何をもって「静か」とするか

クロムモリブデン 「空耳タワー」
作・演出:青木秀樹

@赤坂RED/THEATER

 『いつものクロム』ってもの自体そんなに明確に定義できない(犯罪の話をするとか? 音がデカイとか?)ところへ、追い討ちのように投下される『いつもと違うクロム』。いつもと違うからには、いつもと違うものを見せられる心の準備をして行ったつもりですが、予測を大幅に振り切ってゆく違い方にキョトンとする間もなく吸い込まれて、気がつけばアア、これは何? クロムじゃないのにモリブデン
 以前「なかよしSHOW」のときにも思ったんですが、青木さんに演劇の中で演劇の悪口を言わせたら右に出る者はいないと思う。そして幸田さんのボディランゲージが狂気の域にまで達していて、あれはなんなんだろう、役としては一番普通の役なのに。いや、普通ってなんだろう。そもそも僕らは何を見に来たんだろう。
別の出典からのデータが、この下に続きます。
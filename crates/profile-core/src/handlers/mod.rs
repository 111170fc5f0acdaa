//! Request handlers (§4.C). One function per `RequestType`, grouped by the
//! area of state they touch; `handle` is the single entry point the
//! dispatcher calls once role/status/signature checks have already passed.

mod conversation;
mod hosting;
mod neighborhood;
mod profile;
mod relay;

use std::sync::Arc;

use profile_protocol::envelope::RequestType;
use profile_protocol::ProtocolError;

use crate::dispatcher::Dispatched;
use crate::session::Session;
use crate::Core;

pub async fn handle(
    core: &Core,
    session: &Arc<Session>,
    request_id: u32,
    request_type: RequestType,
    body: &[u8],
) -> Result<Dispatched, ProtocolError> {
    use RequestType::*;
    match request_type {
        Ping => conversation::ping(body).map(Dispatched::Respond),
        ListRoles => conversation::list_roles(core).map(Dispatched::Respond),
        StartConversation => conversation::start_conversation(core, session, body).await.map(Dispatched::Respond),
        CheckIn => conversation::check_in(core, session, body).await.map(Dispatched::Respond),
        VerifyIdentity => conversation::verify_identity(session, body).await.map(Dispatched::Respond),

        GetProfileInformation => profile::get_profile_information(core, body).await.map(Dispatched::Respond),
        ProfileSearch => profile::profile_search(core, session, body).await.map(Dispatched::Respond),
        ProfileSearchPart => profile::profile_search_part(session, body).map(Dispatched::Respond),
        ProfileStats => profile::profile_stats(core).await.map(Dispatched::Respond),
        GetIdentityRelationships => {
            profile::get_identity_relationships(core, body).await.map(Dispatched::Respond)
        }

        RegisterHosting => hosting::register_hosting(core, session, body).await.map(Dispatched::Respond),
        UpdateProfile => hosting::update_profile(core, session, body).await.map(Dispatched::Respond),
        CancelHostingAgreement => {
            hosting::cancel_hosting_agreement(core, session, body).await.map(Dispatched::Respond)
        }
        AppServiceAdd => hosting::app_service_add(core, session, body).await.map(Dispatched::Respond),
        AppServiceRemove => hosting::app_service_remove(core, session, body).await.map(Dispatched::Respond),
        AddRelatedIdentity => hosting::add_related_identity(core, session, body).await.map(Dispatched::Respond),
        RemoveRelatedIdentity => {
            hosting::remove_related_identity(core, session, body).await.map(Dispatched::Respond)
        }
        CanStoreData => hosting::can_store_data(body).map(Dispatched::Respond),
        CanPublishIpns => hosting::can_publish_ipns(body).map(Dispatched::Respond),

        CallIdentityApplicationService => {
            relay::call_identity_application_service(core, session, body).await.map(Dispatched::Respond)
        }
        AppServiceSendMessage => relay::app_service_send_message(core, session, body).await.map(Dispatched::Respond),

        StartNeighborhoodInit => {
            neighborhood::start_neighborhood_init(core, session, request_id, body).await
        }
        NeighborhoodSharedProfileUpdate => {
            neighborhood::ingest_shared_profile_update(core, session, body).await.map(Dispatched::Respond)
        }
        StopNeighborhoodUpdates => {
            neighborhood::stop_neighborhood_updates(core, session, body).await.map(Dispatched::Respond)
        }
        FinishNeighborhoodInit => neighborhood::finish_neighborhood_init(),

        // Enforced as server-originated-only in the dispatcher before
        // `requirements()`/`handle` are even consulted.
        IncomingCallNotification | AppServiceReceiveMessageNotification => {
            Err(ProtocolError::ProtocolViolation("this request type is server-originated only".into()))
        }
    }
}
そんな整頓できない気持ち渦巻く中、MOTHER2のラストシーン※いろいろネタバレするので注意)を見ているような強引さで、ただ空を覆う暗雲だけが不気味に晴れていく。
 あと、とてつもなく個人的な感慨を言うならば、僕が小道具として参加できないのならせめてもう少しつまんなくあってほしかった。それか小道具の無い芝居であってほしかった。完全に嫉妬ですよね。ええ完全に嫉妬です。ストーリーと全く無関係な部分でぐいぐい胸がしめつけられる、というか胃が痛くなる。したいなあ、リベンジ。
 おまけパフォーマンスは東京公演限定でなければならない「赤坂レッドシアターまで足を運んだ人たち」にしか共有できない内輪ネタともいえる内容。そういう屋台崩しなら一度はしてみたいものです。